[[ Entries provided open ]]
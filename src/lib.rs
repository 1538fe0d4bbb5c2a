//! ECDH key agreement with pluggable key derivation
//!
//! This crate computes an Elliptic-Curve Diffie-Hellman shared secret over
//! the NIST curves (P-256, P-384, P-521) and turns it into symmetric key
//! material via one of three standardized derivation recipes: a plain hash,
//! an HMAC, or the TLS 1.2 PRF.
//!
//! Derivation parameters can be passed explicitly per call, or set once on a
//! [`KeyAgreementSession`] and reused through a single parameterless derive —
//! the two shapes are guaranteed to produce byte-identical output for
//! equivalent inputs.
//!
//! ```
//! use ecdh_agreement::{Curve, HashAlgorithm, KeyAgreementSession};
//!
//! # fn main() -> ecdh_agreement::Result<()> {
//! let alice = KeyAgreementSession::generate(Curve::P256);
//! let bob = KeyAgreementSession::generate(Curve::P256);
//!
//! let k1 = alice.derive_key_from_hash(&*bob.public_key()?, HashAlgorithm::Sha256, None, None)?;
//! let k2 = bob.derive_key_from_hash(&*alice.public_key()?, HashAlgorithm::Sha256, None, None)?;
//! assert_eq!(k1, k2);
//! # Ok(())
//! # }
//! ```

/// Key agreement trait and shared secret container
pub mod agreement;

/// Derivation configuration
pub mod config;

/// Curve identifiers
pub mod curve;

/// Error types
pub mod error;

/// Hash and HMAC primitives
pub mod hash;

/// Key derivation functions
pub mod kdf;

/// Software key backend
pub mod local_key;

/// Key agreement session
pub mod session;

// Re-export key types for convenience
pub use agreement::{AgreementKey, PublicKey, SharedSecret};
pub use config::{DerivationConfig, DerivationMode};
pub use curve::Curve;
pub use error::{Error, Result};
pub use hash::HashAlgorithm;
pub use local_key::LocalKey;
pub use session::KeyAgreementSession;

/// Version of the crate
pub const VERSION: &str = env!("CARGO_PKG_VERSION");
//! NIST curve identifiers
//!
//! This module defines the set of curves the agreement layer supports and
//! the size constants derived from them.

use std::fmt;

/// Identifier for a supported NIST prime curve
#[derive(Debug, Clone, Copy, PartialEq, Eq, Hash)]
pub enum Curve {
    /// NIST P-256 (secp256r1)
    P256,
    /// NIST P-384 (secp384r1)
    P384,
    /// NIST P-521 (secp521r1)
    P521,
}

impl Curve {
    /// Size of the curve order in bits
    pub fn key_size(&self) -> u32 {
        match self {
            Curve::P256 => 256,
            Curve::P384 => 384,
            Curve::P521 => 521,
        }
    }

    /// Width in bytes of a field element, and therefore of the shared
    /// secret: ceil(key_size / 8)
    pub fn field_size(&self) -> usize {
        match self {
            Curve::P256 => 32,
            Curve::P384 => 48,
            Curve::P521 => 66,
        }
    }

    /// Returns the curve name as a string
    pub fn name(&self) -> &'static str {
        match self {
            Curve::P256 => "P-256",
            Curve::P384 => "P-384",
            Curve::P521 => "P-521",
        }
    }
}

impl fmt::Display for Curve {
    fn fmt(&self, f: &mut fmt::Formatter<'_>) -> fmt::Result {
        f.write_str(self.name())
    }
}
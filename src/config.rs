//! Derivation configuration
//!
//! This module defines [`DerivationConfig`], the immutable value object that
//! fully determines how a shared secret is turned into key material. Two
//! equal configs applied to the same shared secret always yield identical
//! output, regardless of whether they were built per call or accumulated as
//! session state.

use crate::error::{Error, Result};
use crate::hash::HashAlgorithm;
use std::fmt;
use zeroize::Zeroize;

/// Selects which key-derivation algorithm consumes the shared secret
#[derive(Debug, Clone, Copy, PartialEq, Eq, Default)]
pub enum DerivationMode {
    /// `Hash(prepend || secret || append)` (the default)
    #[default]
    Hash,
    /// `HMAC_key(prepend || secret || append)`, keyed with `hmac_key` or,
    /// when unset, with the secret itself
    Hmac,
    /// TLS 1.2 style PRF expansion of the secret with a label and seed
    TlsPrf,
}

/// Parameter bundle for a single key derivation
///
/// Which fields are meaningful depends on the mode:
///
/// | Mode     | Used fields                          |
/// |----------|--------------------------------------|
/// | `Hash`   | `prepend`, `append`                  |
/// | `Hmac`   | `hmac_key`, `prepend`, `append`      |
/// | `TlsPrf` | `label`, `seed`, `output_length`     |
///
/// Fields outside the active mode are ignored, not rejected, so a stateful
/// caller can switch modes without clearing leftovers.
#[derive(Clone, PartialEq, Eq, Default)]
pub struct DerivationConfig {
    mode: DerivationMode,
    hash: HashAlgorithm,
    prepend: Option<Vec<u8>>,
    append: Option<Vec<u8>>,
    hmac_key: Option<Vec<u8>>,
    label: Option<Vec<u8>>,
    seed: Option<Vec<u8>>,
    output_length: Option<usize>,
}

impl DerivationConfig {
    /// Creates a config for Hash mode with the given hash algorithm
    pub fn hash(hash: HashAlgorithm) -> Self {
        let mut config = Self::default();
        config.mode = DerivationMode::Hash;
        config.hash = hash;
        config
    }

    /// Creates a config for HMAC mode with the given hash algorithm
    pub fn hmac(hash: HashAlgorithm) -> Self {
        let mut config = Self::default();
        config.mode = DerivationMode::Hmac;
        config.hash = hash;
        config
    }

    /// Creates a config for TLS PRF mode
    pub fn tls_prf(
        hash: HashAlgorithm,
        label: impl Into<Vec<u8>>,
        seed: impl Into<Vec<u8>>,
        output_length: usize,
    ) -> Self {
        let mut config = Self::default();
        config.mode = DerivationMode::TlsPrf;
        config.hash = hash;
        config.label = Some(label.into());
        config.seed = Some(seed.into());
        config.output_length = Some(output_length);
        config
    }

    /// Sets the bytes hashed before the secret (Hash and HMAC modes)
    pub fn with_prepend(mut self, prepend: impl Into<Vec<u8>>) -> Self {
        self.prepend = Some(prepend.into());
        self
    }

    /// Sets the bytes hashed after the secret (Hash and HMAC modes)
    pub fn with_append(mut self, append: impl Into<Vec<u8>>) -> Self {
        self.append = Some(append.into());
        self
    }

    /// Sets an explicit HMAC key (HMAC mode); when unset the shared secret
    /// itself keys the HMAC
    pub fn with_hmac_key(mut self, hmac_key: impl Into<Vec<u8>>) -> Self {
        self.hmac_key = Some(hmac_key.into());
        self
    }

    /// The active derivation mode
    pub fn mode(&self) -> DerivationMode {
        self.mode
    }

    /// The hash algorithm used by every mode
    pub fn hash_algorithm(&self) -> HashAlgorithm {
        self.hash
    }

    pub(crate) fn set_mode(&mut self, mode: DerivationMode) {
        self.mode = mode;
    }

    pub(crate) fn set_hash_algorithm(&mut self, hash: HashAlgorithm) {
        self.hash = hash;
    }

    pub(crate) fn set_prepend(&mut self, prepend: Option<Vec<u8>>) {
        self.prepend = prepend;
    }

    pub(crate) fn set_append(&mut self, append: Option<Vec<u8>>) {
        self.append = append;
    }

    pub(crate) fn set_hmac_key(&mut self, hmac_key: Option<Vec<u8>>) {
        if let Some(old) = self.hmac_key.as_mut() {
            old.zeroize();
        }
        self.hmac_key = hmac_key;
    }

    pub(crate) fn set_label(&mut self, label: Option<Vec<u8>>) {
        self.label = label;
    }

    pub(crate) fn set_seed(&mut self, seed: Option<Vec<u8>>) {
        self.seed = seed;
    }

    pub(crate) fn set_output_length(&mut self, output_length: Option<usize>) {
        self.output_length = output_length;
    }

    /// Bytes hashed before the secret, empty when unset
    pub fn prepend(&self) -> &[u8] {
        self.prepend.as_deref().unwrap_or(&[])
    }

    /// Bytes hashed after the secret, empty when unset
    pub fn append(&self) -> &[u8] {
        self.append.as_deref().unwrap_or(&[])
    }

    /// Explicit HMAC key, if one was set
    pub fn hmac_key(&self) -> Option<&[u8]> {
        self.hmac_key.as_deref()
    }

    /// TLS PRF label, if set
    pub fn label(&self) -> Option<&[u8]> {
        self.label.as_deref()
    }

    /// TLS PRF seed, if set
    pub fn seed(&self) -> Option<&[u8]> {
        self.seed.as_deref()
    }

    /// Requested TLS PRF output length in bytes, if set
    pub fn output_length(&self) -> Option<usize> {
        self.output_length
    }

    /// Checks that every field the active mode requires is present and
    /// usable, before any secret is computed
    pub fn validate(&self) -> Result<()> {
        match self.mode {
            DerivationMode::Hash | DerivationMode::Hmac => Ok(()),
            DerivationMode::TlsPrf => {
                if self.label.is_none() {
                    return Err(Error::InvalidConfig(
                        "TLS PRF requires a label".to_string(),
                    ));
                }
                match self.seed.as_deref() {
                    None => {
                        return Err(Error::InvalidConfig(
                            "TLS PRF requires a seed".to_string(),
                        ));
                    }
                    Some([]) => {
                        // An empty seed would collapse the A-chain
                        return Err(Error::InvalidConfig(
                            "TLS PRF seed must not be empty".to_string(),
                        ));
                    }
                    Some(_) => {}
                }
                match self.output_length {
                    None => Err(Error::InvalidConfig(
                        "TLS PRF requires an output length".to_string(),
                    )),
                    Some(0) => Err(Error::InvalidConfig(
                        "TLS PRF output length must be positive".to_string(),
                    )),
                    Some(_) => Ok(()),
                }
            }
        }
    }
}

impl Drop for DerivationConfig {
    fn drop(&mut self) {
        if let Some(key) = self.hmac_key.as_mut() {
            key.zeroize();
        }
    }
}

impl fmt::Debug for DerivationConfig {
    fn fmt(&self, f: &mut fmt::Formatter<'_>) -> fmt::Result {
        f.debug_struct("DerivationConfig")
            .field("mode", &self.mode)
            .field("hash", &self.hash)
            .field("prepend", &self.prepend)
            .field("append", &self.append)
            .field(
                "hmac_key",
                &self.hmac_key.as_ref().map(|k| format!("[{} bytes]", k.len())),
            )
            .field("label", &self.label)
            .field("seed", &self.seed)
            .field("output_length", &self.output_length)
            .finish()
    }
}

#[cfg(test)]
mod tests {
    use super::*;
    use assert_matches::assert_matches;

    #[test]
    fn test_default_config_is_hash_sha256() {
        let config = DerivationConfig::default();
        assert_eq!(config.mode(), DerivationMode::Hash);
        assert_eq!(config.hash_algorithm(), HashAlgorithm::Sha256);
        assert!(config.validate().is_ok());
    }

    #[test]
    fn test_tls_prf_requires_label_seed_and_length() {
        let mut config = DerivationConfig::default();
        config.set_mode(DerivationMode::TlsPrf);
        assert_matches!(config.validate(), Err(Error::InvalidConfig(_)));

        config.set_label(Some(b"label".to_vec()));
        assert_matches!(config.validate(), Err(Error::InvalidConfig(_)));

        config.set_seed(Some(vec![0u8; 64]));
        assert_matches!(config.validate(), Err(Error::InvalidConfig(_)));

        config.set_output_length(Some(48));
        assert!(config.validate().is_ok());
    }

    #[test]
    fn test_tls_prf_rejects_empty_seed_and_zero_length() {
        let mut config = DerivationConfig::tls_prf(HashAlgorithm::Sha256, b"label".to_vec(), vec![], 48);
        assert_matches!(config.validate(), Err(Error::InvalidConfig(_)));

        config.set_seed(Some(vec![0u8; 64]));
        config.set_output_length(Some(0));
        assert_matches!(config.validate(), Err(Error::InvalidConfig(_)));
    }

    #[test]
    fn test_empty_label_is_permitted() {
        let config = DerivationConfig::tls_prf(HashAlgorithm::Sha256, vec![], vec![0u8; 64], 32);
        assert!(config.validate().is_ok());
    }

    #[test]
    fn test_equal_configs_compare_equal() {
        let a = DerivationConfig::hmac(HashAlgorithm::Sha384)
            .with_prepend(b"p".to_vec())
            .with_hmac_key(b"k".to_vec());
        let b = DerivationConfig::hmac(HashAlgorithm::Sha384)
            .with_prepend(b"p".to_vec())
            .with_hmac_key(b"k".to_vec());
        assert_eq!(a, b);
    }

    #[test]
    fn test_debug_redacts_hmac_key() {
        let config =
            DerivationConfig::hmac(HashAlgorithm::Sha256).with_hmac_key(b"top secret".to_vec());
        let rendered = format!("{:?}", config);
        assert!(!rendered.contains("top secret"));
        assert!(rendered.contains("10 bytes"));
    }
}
[[ Entries provided closed ]]
[[ Entries provided open ]]
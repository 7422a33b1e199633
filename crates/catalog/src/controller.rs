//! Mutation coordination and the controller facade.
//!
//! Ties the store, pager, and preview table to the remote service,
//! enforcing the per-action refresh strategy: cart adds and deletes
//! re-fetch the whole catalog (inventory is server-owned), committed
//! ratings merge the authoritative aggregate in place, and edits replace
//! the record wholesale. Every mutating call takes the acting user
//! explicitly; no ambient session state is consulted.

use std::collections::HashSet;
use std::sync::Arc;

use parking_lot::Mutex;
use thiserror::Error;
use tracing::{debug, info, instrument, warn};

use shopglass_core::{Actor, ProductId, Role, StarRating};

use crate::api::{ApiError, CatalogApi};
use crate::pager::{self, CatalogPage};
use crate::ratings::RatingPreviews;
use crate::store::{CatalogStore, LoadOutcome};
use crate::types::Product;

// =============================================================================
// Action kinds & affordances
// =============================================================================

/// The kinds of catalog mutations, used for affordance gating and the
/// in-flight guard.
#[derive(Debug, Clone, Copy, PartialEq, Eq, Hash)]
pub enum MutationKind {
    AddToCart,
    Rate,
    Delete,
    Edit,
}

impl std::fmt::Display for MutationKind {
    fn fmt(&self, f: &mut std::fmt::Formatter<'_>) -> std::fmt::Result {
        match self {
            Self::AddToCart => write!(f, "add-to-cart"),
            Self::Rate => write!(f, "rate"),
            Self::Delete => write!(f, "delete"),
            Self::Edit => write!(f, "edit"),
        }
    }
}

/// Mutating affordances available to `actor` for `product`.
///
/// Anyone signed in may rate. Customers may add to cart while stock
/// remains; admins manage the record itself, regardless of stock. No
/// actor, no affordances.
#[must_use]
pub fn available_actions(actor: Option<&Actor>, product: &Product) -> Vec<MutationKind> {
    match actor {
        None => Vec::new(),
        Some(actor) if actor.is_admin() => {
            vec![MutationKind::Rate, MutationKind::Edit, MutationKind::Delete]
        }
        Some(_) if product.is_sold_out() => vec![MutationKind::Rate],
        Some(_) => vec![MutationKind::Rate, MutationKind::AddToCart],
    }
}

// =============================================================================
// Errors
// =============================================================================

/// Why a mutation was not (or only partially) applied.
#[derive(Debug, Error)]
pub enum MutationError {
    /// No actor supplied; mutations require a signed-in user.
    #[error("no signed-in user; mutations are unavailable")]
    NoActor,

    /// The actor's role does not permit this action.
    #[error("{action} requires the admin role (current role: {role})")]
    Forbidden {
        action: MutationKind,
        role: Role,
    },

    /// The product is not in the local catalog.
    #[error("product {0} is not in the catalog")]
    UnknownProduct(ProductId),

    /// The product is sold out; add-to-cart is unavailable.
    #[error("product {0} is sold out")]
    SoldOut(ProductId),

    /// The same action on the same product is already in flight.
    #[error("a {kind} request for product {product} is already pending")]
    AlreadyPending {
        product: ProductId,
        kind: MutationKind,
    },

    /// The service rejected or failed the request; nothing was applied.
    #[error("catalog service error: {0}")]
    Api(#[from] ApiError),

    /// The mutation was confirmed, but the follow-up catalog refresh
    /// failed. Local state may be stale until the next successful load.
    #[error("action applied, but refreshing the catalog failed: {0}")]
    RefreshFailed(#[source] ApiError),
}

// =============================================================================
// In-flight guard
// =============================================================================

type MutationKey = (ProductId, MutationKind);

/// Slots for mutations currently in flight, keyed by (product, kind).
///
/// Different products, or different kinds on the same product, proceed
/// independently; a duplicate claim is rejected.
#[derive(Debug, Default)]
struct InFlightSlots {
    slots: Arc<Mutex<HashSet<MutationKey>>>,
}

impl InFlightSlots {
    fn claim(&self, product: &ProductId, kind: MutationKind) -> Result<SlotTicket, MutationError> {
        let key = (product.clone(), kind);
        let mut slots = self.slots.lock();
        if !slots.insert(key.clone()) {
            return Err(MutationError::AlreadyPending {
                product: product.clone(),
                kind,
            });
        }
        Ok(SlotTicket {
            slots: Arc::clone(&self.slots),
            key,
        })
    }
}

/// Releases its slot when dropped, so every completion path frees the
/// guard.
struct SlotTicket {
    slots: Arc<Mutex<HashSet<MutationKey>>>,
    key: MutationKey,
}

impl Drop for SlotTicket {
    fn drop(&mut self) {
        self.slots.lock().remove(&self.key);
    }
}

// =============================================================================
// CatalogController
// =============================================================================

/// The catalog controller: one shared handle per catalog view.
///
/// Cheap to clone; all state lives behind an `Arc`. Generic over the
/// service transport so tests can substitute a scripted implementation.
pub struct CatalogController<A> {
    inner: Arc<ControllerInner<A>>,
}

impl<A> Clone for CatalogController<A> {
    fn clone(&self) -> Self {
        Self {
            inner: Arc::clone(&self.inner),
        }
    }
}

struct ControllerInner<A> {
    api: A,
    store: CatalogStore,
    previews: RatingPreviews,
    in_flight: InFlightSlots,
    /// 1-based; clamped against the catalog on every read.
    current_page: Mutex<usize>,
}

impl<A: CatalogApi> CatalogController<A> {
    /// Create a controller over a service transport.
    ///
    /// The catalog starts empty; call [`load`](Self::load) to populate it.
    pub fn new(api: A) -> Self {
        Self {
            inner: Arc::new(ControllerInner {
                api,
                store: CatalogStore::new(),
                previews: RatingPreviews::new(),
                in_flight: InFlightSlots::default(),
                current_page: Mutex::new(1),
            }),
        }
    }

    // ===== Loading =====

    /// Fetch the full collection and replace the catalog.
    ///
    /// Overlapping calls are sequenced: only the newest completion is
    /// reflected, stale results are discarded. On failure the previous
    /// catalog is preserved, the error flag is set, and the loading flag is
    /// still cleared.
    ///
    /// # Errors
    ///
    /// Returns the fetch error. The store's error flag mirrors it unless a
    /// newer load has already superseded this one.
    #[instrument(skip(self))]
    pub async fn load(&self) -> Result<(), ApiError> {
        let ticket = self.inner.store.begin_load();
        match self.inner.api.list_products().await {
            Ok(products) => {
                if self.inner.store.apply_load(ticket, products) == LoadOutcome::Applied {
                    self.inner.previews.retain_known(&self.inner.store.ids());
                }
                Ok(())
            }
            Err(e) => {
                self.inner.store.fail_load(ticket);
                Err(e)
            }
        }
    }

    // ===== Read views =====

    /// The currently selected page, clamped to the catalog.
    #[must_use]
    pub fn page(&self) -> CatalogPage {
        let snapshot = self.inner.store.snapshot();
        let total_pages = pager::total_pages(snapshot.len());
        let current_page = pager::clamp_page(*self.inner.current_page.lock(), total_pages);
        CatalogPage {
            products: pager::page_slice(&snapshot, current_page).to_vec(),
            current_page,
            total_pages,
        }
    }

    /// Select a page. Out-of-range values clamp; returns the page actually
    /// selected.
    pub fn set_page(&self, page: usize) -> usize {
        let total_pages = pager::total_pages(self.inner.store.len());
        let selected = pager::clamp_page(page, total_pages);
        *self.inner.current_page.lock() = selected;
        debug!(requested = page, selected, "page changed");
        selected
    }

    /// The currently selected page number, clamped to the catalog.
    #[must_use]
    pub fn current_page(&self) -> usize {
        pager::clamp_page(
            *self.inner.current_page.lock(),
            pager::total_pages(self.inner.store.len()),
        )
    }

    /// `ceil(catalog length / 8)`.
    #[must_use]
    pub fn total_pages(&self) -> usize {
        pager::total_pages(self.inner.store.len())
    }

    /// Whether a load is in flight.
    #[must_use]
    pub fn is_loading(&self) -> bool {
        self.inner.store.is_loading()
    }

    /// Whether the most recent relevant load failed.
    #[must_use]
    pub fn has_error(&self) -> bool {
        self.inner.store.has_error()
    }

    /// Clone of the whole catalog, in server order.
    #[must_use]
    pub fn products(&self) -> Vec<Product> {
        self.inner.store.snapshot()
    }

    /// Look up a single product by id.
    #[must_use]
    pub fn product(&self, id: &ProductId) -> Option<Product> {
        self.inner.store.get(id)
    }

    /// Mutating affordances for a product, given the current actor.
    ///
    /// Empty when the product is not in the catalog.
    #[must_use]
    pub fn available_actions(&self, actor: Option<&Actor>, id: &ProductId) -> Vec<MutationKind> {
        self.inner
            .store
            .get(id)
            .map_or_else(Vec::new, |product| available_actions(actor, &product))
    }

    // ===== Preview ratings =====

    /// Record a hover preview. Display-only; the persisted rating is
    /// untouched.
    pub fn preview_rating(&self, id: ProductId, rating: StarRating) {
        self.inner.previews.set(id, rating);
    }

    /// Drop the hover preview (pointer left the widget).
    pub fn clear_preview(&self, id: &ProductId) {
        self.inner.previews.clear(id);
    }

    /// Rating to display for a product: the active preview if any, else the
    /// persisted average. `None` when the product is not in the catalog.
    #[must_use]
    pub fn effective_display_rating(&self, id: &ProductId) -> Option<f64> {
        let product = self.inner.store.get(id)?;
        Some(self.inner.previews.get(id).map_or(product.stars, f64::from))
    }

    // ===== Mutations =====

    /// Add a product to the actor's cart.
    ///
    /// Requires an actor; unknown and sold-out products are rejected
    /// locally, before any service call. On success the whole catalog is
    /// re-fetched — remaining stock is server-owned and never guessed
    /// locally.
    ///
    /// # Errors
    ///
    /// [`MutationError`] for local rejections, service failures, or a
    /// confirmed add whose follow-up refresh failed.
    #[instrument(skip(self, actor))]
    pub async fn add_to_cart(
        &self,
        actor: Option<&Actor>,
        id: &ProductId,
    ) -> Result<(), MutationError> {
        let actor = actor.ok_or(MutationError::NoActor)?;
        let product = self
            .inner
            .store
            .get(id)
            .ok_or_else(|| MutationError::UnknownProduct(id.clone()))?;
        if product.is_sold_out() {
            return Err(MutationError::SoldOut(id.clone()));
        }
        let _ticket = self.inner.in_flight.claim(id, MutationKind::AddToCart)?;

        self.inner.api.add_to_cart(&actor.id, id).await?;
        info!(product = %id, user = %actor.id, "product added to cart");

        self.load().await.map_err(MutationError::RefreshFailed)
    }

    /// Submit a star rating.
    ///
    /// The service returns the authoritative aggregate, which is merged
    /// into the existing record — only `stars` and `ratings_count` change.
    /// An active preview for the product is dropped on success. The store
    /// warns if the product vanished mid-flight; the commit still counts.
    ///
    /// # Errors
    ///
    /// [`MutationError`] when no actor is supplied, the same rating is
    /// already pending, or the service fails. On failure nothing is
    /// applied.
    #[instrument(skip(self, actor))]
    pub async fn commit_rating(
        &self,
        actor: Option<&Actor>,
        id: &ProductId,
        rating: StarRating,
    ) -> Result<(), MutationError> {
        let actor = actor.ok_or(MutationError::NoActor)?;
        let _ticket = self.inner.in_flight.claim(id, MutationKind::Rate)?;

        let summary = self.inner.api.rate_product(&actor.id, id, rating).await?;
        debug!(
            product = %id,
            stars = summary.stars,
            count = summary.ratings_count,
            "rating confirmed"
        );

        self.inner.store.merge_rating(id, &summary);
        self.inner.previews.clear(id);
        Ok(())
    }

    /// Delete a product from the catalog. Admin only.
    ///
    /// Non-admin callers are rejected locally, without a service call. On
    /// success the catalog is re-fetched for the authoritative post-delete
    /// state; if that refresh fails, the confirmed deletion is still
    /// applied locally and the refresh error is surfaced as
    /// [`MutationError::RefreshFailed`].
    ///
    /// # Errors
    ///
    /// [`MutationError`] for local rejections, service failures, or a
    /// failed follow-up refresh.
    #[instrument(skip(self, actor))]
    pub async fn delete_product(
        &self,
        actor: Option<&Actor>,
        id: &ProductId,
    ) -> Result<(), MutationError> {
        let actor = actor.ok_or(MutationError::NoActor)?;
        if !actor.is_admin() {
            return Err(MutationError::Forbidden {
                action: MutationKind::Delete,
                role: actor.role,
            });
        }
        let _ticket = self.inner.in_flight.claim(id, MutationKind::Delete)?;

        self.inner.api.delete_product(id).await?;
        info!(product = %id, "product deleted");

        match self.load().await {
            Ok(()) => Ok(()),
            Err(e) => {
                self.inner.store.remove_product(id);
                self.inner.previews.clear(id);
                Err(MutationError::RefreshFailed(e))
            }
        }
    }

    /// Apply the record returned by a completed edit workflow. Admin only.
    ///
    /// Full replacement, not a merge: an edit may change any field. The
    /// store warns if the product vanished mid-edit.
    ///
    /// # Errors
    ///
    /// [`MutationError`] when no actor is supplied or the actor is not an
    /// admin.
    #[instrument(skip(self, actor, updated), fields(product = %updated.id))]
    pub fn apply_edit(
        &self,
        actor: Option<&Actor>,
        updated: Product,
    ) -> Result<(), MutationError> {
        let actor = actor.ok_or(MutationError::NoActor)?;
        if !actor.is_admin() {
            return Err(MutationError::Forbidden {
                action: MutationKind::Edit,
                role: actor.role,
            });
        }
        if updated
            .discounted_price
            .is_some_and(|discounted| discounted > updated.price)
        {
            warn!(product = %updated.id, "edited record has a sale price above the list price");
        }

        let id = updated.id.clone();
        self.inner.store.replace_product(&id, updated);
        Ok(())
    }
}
[[ Entries provided closed ]]
*What is expected:* Go through the material above and output exactly the lines from the one containing "filename src/lib.rs" through the one containing "layer supports and".

*Solution to this task:*
filename src/lib.rs
repository 1538fe0d4bbb5c2a
//! ECDH key agreement with pluggable key derivation
//!
//! This crate computes an Elliptic-Curve Diffie-Hellman shared secret over
//! the NIST curves (P-256, P-384, P-521) and turns it into symmetric key
//! material via one of three standardized derivation recipes: a plain hash,
//! an HMAC, or the TLS 1.2 PRF.
//!
//! Derivation parameters can be passed explicitly per call, or set once on a
//! [`KeyAgreementSession`] and reused through a single parameterless derive —
//! the two shapes are guaranteed to produce byte-identical output for
//! equivalent inputs.
//!
//! ```
//! use ecdh_agreement::{Curve, HashAlgorithm, KeyAgreementSession};
//!
//! # fn main() -> ecdh_agreement::Result<()> {
//! let alice = KeyAgreementSession::generate(Curve::P256);
//! let bob = KeyAgreementSession::generate(Curve::P256);
//!
//! let k1 = alice.derive_key_from_hash(&*bob.public_key()?, HashAlgorithm::Sha256, None, None)?;
//! let k2 = bob.derive_key_from_hash(&*alice.public_key()?, HashAlgorithm::Sha256, None, None)?;
//! assert_eq!(k1, k2);
//! # Ok(())
//! # }
//! ```

/// Key agreement trait and shared secret container
pub mod agreement;

/// Derivation configuration
pub mod config;

/// Curve identifiers
pub mod curve;

/// Error types
pub mod error;

/// Hash and HMAC primitives
pub mod hash;

/// Key derivation functions
pub mod kdf;

/// Software key backend
pub mod local_key;

/// Key agreement session
pub mod session;

// Re-export key types for convenience
pub use agreement::{AgreementKey, PublicKey, SharedSecret};
pub use config::{DerivationConfig, DerivationMode};
pub use curve::Curve;
pub use error::{Error, Result};
pub use hash::HashAlgorithm;
pub use local_key::LocalKey;
pub use session::KeyAgreementSession;

/// Version of the crate
pub const VERSION: &str = env!("CARGO_PKG_VERSION");
//! NIST curve identifiers
//!
//! This module defines the set of curves the agreement layer supports and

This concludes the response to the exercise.